(Stored records)

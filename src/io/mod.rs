//! Bounded, memory-mapped access to executables on disk.
//!
//! Universal binaries can be large; mapping avoids copying every slice
//! while the size cap keeps a hostile bundle from exhausting memory.

pub mod error;

use crate::io::error::{IoError, Result};
use memmap2::Mmap;
use serde::{Deserialize, Serialize};
use std::fs::File;
use std::path::{Path, PathBuf};
use tracing::{debug, warn};

/// Defines the resource limits for I/O operations.
#[derive(Debug, Clone, PartialEq, Eq, Serialize, Deserialize)]
#[serde(default)]
pub struct IoLimits {
    /// The absolute maximum file size that can be opened.
    pub max_file_size: u64,
}

impl Default for IoLimits {
    fn default() -> Self {
        Self {
            max_file_size: 512 * 1024 * 1024, // 512MB
        }
    }
}

/// A read-only, size-checked mapping of a file.
pub struct MappedFile {
    path: PathBuf,
    // None when the file size is zero; memmap cannot map empty files.
    mmap: Option<Mmap>,
    file_size: u64,
}

impl MappedFile {
    /// Opens a file and memory-maps it.
    ///
    /// This function will fail if the file size exceeds `limits.max_file_size`.
    pub fn open<P: AsRef<Path>>(path: P, limits: &IoLimits) -> Result<Self> {
        let path = path.as_ref();
        let file = File::open(path)?;
        let file_size = file.metadata()?.len();

        debug!(
            path = %path.display(),
            size = file_size,
            limits.max_file_size = limits.max_file_size,
            "Mapping file"
        );

        if file_size > limits.max_file_size {
            warn!(
                path = %path.display(),
                size = file_size,
                limit = limits.max_file_size,
                "File is too large"
            );
            return Err(IoError::FileTooLarge {
                limit: limits.max_file_size,
                found: file_size,
            });
        }

        let mmap = if file_size == 0 {
            None
        } else {
            // Safety: read-only map of a regular file; the scanner never writes to it.
            Some(unsafe { Mmap::map(&file)? })
        };

        Ok(Self {
            path: path.to_path_buf(),
            mmap,
            file_size,
        })
    }

    pub fn path(&self) -> &Path {
        &self.path
    }

    /// Returns the total size of the underlying file in bytes.
    pub fn size(&self) -> u64 {
        self.file_size
    }

    /// The mapped contents; empty for zero-length files.
    pub fn data(&self) -> &[u8] {
        self.mmap.as_deref().unwrap_or(&[])
    }
}
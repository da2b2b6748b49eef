//! Shared fixtures for integration tests.
//!
//! Mach-O images are assembled byte by byte so the tests run on any host
//! and pin the exact load commands the scanner sees.


use std::fs;
use std::path::{Path, PathBuf};

pub use hijackscan::codesign::entitlements::{
    ALLOW_DYLD_ENVIRONMENT_VARIABLES, DISABLE_LIBRARY_VALIDATION,
};
pub use macho_builder::{fat, MachOBuilder};

/// Info.plist naming `executable` as the bundle's main binary.
pub fn info_plist(executable: &str) -> String {
    format!(
        r#"<?xml version="1.0" encoding="UTF-8"?>
<!DOCTYPE plist PUBLIC "-//Apple//DTD PLIST 1.0//EN" "http://www.apple.com/DTDs/PropertyList-1.0.dtd">
<plist version="1.0">
<dict>
    <key>CFBundleExecutable</key>
    <string>{executable}</string>
    <key>CFBundleIdentifier</key>
    <string>com.example.{executable}</string>
</dict>
</plist>
"#
    )
}

/// Create `<root>/<name>.app` with a manifest and the given executable image.
pub fn write_app(root: &Path, name: &str, image: &[u8]) -> PathBuf {
    let bundle = root.join(format!("{name}.app"));
    let macos = bundle.join("Contents").join("MacOS");
    fs::create_dir_all(&macos).unwrap();
    fs::write(bundle.join("Contents").join("Info.plist"), info_plist(name)).unwrap();
    fs::write(macos.join(name), image).unwrap();
    bundle
}

/// Create an empty file, making intermediate directories.
pub fn touch(path: &Path) {
    fs::create_dir_all(path.parent().unwrap()).unwrap();
    fs::write(path, b"").unwrap();
}

/// Entitlements plist with the given boolean keys set to true.
pub fn entitlements(keys: &[&str]) -> String {
    let mut body = String::new();
    for key in keys {
        body.push_str(&format!("    <key>{key}</key>\n    <true/>\n"));
    }
    format!(
        "<?xml version=\"1.0\" encoding=\"UTF-8\"?>\n<plist version=\"1.0\">\n<dict>\n{body}</dict>\n</plist>\n"
    )
}
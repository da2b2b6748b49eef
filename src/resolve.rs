//! Expansion of symbolic load-path tokens into concrete candidate paths.
//!
//! The dynamic linker searches `@rpath` candidates in `LC_RPATH` order and
//! stops at the first one that exists, so every function here preserves
//! input order.

use serde::{Deserialize, Serialize};

/// Literal load-path tokens recognized by the resolver.
///
/// `@executable_path` and `@loader_path` both expand to the main
/// executable's directory. That is exact for load commands of the main
/// executable and an approximation for commands inherited from dependent
/// libraries, whose loader directory differs.
#[derive(Debug, Clone, PartialEq, Eq, Serialize, Deserialize)]
#[serde(default)]
pub struct SymbolicTokens {
    pub rpath: String,
    pub executable_path: String,
    pub loader_path: String,
}

impl Default for SymbolicTokens {
    fn default() -> Self {
        Self {
            rpath: "@rpath".to_string(),
            executable_path: "@executable_path".to_string(),
            loader_path: "@loader_path".to_string(),
        }
    }
}

impl SymbolicTokens {
    /// True if `name` starts with the `@rpath` token.
    pub fn is_rpath_relative(&self, name: &str) -> bool {
        name.starts_with(&self.rpath)
    }

    /// Replace a leading `@executable_path` or `@loader_path` with `dir`.
    fn expand_executable_relative(&self, name: &str, dir: &str) -> Option<String> {
        substitute_prefix(name, &self.executable_path, dir)
            .or_else(|| substitute_prefix(name, &self.loader_path, dir))
    }
}

fn substitute_prefix(name: &str, token: &str, replacement: &str) -> Option<String> {
    let rest = name.strip_prefix(token)?;
    Some(format!("{replacement}{rest}"))
}

/// Resolve executable-relative tokens in raw `LC_RPATH` entries.
///
/// Entries without a leading token pass through untouched; order is kept.
pub fn expand_search_paths(
    raw_rpaths: &[String],
    executable_dir: &str,
    tokens: &SymbolicTokens,
) -> Vec<String> {
    raw_rpaths
        .iter()
        .map(|rpath| {
            tokens
                .expand_executable_relative(rpath, executable_dir)
                .unwrap_or_else(|| rpath.clone())
        })
        .collect()
}

/// Concrete paths the linker would try for a token-relative load name.
///
/// `@rpath` names yield one candidate per resolved search path, in search
/// order. `@executable_path` names yield exactly one. Absolute paths and
/// unknown tokens yield nothing and are left to the caller.
pub fn candidate_paths(
    load_name: &str,
    executable_dir: &str,
    resolved_rpaths: &[String],
    tokens: &SymbolicTokens,
) -> Vec<String> {
    if tokens.is_rpath_relative(load_name) {
        return resolved_rpaths
            .iter()
            .filter_map(|rpath| substitute_prefix(load_name, &tokens.rpath, rpath))
            .collect();
    }
    let expanded = substitute_prefix(load_name, &tokens.executable_path, executable_dir);
    expanded.into_iter().collect()
}

/// Resolve a non-`@rpath` load name to the single path it binds to.
pub fn resolve_proxy_path(
    load_name: &str,
    executable_dir: &str,
    tokens: &SymbolicTokens,
) -> String {
    tokens
        .expand_executable_relative(load_name, executable_dir)
        .unwrap_or_else(|| load_name.to_string())
}
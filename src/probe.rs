//! Existence probes for candidate library paths.
//!
//! "Not found" is an answer; any other I/O failure is an error. Folding
//! transient failures into "absent" would invent findings, and folding
//! them into "present" would hide real ones.

use crate::error::{HijackError, Result};
use std::collections::{HashMap, HashSet};
use std::fs;
use std::io::ErrorKind;

/// Stat-style existence check.
pub trait Filesystem: Send + Sync {
    fn exists(&self, path: &str) -> Result<bool>;
}

/// Probes the real filesystem, following symlinks.
#[derive(Debug, Clone, Copy, Default)]
pub struct OsFilesystem;

impl Filesystem for OsFilesystem {
    fn exists(&self, path: &str) -> Result<bool> {
        match fs::metadata(path) {
            Ok(_) => Ok(true),
            // InvalidInput: interior NUL, which no on-disk path can contain
            Err(e)
                if matches!(
                    e.kind(),
                    ErrorKind::NotFound | ErrorKind::NotADirectory | ErrorKind::InvalidInput
                ) =>
            {
                Ok(false)
            }
            Err(source) => Err(HijackError::FilesystemProbeFailure {
                path: path.into(),
                source,
            }),
        }
    }
}

/// In-memory filesystem with scripted existence and failures.
#[derive(Debug, Clone, Default)]
pub struct MemoryFilesystem {
    present: HashSet<String>,
    failing: HashMap<String, ErrorKind>,
}

impl MemoryFilesystem {
    pub fn new() -> Self {
        Self::default()
    }

    pub fn with_file(mut self, path: impl Into<String>) -> Self {
        self.present.insert(path.into());
        self
    }

    /// Make probes of `path` fail with `kind`.
    pub fn with_failure(mut self, path: impl Into<String>, kind: ErrorKind) -> Self {
        self.failing.insert(path.into(), kind);
        self
    }
}

impl Filesystem for MemoryFilesystem {
    fn exists(&self, path: &str) -> Result<bool> {
        if let Some(kind) = self.failing.get(path) {
            return Err(HijackError::FilesystemProbeFailure {
                path: path.into(),
                source: (*kind).into(),
            });
        }
        Ok(self.present.contains(path))
    }
}
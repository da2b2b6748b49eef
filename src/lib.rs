//! Detection of dylib hijacking opportunities in macOS application bundles.
//!
//! An executable is hijackable when its code-signing policy lets the
//! loader accept an unsigned library and one of its load commands resolves
//! to a path an unprivileged user can plant a file at.

pub mod analyzer;
pub mod bundle;
pub mod codesign;
pub mod config;
pub mod error;
pub mod io;
pub mod logging;
pub mod macho;
pub mod probe;
pub mod protect;
pub mod resolve;
pub mod scan;

#[cfg(feature = "python-ext")]
pub mod python_bindings;

pub use analyzer::{Analyzer, AppFinding, HijackCategory, HijackFinding};
pub use config::ScanConfig;
pub use error::{HijackError, Result, ScanError};
pub use macho::{BinarySliceMetadata, LoadDirective};
pub use scan::{results_to_json, ScanResult, Scanner};

#[cfg(feature = "python-ext")]
use pyo3::prelude::*;

/// A Python module implemented in Rust.
#[cfg(feature = "python-ext")]
#[pymodule]
fn hijackscan(m: &Bound<'_, PyModule>) -> PyResult<()> {
    python_bindings::register_python_bindings(m)
}
use crate::common::{
    entitlements, fat, MachOBuilder, ALLOW_DYLD_ENVIRONMENT_VARIABLES, DISABLE_LIBRARY_VALIDATION,
};
use hijackscan::io::IoLimits;
use hijackscan::macho::{parse_slices, MachOParser, ObjectMachOParser};
use hijackscan::{HijackError, LoadDirective};
use std::fs;
use tempfile::TempDir;

#[test]
fn test_thin_image_load_commands() {
    let image = MachOBuilder::arm64()
        .dylinker("/usr/lib/dyld")
        .rpath("@executable_path/../Frameworks")
        .dylib("@rpath/Sparkle.framework/Versions/B/Sparkle")
        .dylib("/usr/lib/libSystem.B.dylib")
        .rpath("/opt/homebrew/lib")
        .weak_dylib("/Library/Plugins/libopt.dylib")
        .build();

    let slices = parse_slices(&image).unwrap();
    assert_eq!(slices.len(), 1);
    let slice = &slices[0];

    assert_eq!(slice.arch_name(), "arm64");
    assert_eq!(slice.dylinker.as_deref(), Some("/usr/lib/dyld"));
    assert_eq!(
        slice.runtime_search_paths,
        vec!["@executable_path/../Frameworks", "/opt/homebrew/lib"]
    );
    assert_eq!(
        slice.library_loads,
        vec![
            LoadDirective {
                name: "@rpath/Sparkle.framework/Versions/B/Sparkle".into(),
                timestamp: 2,
                current_version: "1.2.3".into(),
                compatibility_version: "1.0.0".into(),
            },
            LoadDirective {
                name: "/usr/lib/libSystem.B.dylib".into(),
                timestamp: 2,
                current_version: "1.2.3".into(),
                compatibility_version: "1.0.0".into(),
            },
        ]
    );
    assert_eq!(slice.weak_library_loads.len(), 1);
    assert_eq!(slice.weak_library_loads[0].name, "/Library/Plugins/libopt.dylib");

    // unsigned
    assert_eq!(slice.code_sign_flags, 0);
    assert!(!slice.library_validation_disabled);
}

#[test]
fn test_signature_flags_and_entitlements() {
    let ents = entitlements(&[DISABLE_LIBRARY_VALIDATION, ALLOW_DYLD_ENVIRONMENT_VARIABLES]);
    let image = MachOBuilder::x86_64()
        .dylib("/usr/lib/libSystem.B.dylib")
        .signed(0x10000, Some(&ents))
        .build();

    let slice = &parse_slices(&image).unwrap()[0];
    assert_eq!(slice.arch_name(), "x86_64");
    assert_eq!(slice.code_sign_flags, 0x10000);
    assert!(slice.library_validation_disabled);
    assert!(slice.allow_dyld_environment_variables);
}

#[test]
fn test_signature_without_entitlements() {
    let image = MachOBuilder::arm64().signed(0x12000, None).build();
    let slice = &parse_slices(&image).unwrap()[0];
    assert_eq!(slice.code_sign_flags, 0x12000);
    assert!(!slice.library_validation_disabled);
    assert!(!slice.allow_dyld_environment_variables);
}

#[test]
fn test_malformed_entitlements_read_as_empty() {
    let image = MachOBuilder::arm64()
        .signed(0x10000, Some("<plist><dict><key>unterminated"))
        .build();
    let slice = &parse_slices(&image).unwrap()[0];
    assert_eq!(slice.code_sign_flags, 0x10000);
    assert!(!slice.library_validation_disabled);
}

#[test]
fn test_fat_image_slices_in_header_order() {
    let image = fat(&[
        MachOBuilder::x86_64()
            .dylib("/usr/lib/libSystem.B.dylib")
            .signed(0x12000, None),
        MachOBuilder::arm64().weak_dylib("/opt/libweak.dylib"),
    ]);

    let slices = parse_slices(&image).unwrap();
    assert_eq!(slices.len(), 2);
    assert_eq!(slices[0].arch_name(), "x86_64");
    assert_eq!(slices[0].code_sign_flags, 0x12000);
    assert_eq!(slices[0].library_loads.len(), 1);
    assert_eq!(slices[1].arch_name(), "arm64");
    assert_eq!(slices[1].code_sign_flags, 0);
    assert_eq!(slices[1].weak_library_loads[0].name, "/opt/libweak.dylib");
}

#[test]
fn test_truncated_image_rejected() {
    let image = MachOBuilder::arm64()
        .dylib("/usr/lib/libSystem.B.dylib")
        .rpath("/opt/lib")
        .build();
    assert!(parse_slices(&image[..40]).is_err());
}

#[test]
fn test_signature_past_end_rejected() {
    let image = MachOBuilder::arm64().signed(0, None).build();
    let cut = image.len() - 8;
    assert!(parse_slices(&image[..cut]).is_err());
}

#[test]
fn test_parser_reads_from_disk() {
    let dir = TempDir::new().unwrap();
    let path = dir.path().join("Demo");
    fs::write(&path, MachOBuilder::arm64().dylib("/opt/libdemo.dylib").build()).unwrap();

    let slices = ObjectMachOParser::default().parse(&path).unwrap();
    assert_eq!(slices[0].library_loads[0].name, "/opt/libdemo.dylib");
}

#[test]
fn test_parser_failures_are_parse_failures() {
    let dir = TempDir::new().unwrap();

    let script = dir.path().join("launcher");
    fs::write(&script, b"#!/bin/sh\nexec \"$0.real\" \"$@\"\n").unwrap();
    let err = ObjectMachOParser::default().parse(&script).unwrap_err();
    assert!(matches!(err, HijackError::ParseFailure { .. }));

    let empty = dir.path().join("empty");
    fs::write(&empty, b"").unwrap();
    let err = ObjectMachOParser::default().parse(&empty).unwrap_err();
    assert!(matches!(err, HijackError::ParseFailure { .. }));

    let big = dir.path().join("big");
    fs::write(&big, MachOBuilder::arm64().dylib("/opt/lib.dylib").build()).unwrap();
    let limited = ObjectMachOParser::new(IoLimits { max_file_size: 16 });
    let err = limited.parse(&big).unwrap_err();
    assert!(matches!(err, HijackError::ParseFailure { .. }));
}
//! Custom error types for the I/O module.

use thiserror::Error;

#[derive(Error, Debug)]
pub enum IoError {
    #[error("File size of {found} bytes exceeds the maximum allowed size of {limit} bytes.")]
    FileTooLarge { limit: u64, found: u64 },

    #[error("An underlying I/O error occurred: {0}")]
    StdIo(#[from] std::io::Error),
}

pub type Result<T> = std::result::Result<T, IoError>;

• WORK REQUIRED
Check each line in the entries above for the string "yield", then give the number of matching lines alone.

• EXERCISE SOLUTION
3